Stored items -
......
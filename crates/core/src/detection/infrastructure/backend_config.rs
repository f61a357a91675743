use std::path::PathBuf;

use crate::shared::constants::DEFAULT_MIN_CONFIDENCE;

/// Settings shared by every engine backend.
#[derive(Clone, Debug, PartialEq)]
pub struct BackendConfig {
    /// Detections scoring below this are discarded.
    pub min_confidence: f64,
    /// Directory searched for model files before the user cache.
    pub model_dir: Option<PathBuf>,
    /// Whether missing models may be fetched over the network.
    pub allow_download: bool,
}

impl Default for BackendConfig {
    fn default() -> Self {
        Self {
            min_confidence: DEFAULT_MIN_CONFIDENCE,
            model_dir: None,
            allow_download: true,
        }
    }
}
......
Your goal - The answer must be all of the entries, restated exactly.

Finished task -
filename crates/core/src/detection/infrastructure/backend_config.rs
repository f61a357a91675743
use std::path::PathBuf;

use crate::shared::constants::DEFAULT_MIN_CONFIDENCE;

/// Settings shared by every engine backend.
#[derive(Clone, Debug, PartialEq)]
pub struct BackendConfig {
    /// Detections scoring below this are discarded.
    pub min_confidence: f64,
    /// Directory searched for model files before the user cache.
    pub model_dir: Option<PathBuf>,
    /// Whether missing models may be fetched over the network.
    pub allow_download: bool,
}

impl Default for BackendConfig {
    fn default() -> Self {
        Self {
            min_confidence: DEFAULT_MIN_CONFIDENCE,
            model_dir: None,
            allow_download: true,
        }
    }
}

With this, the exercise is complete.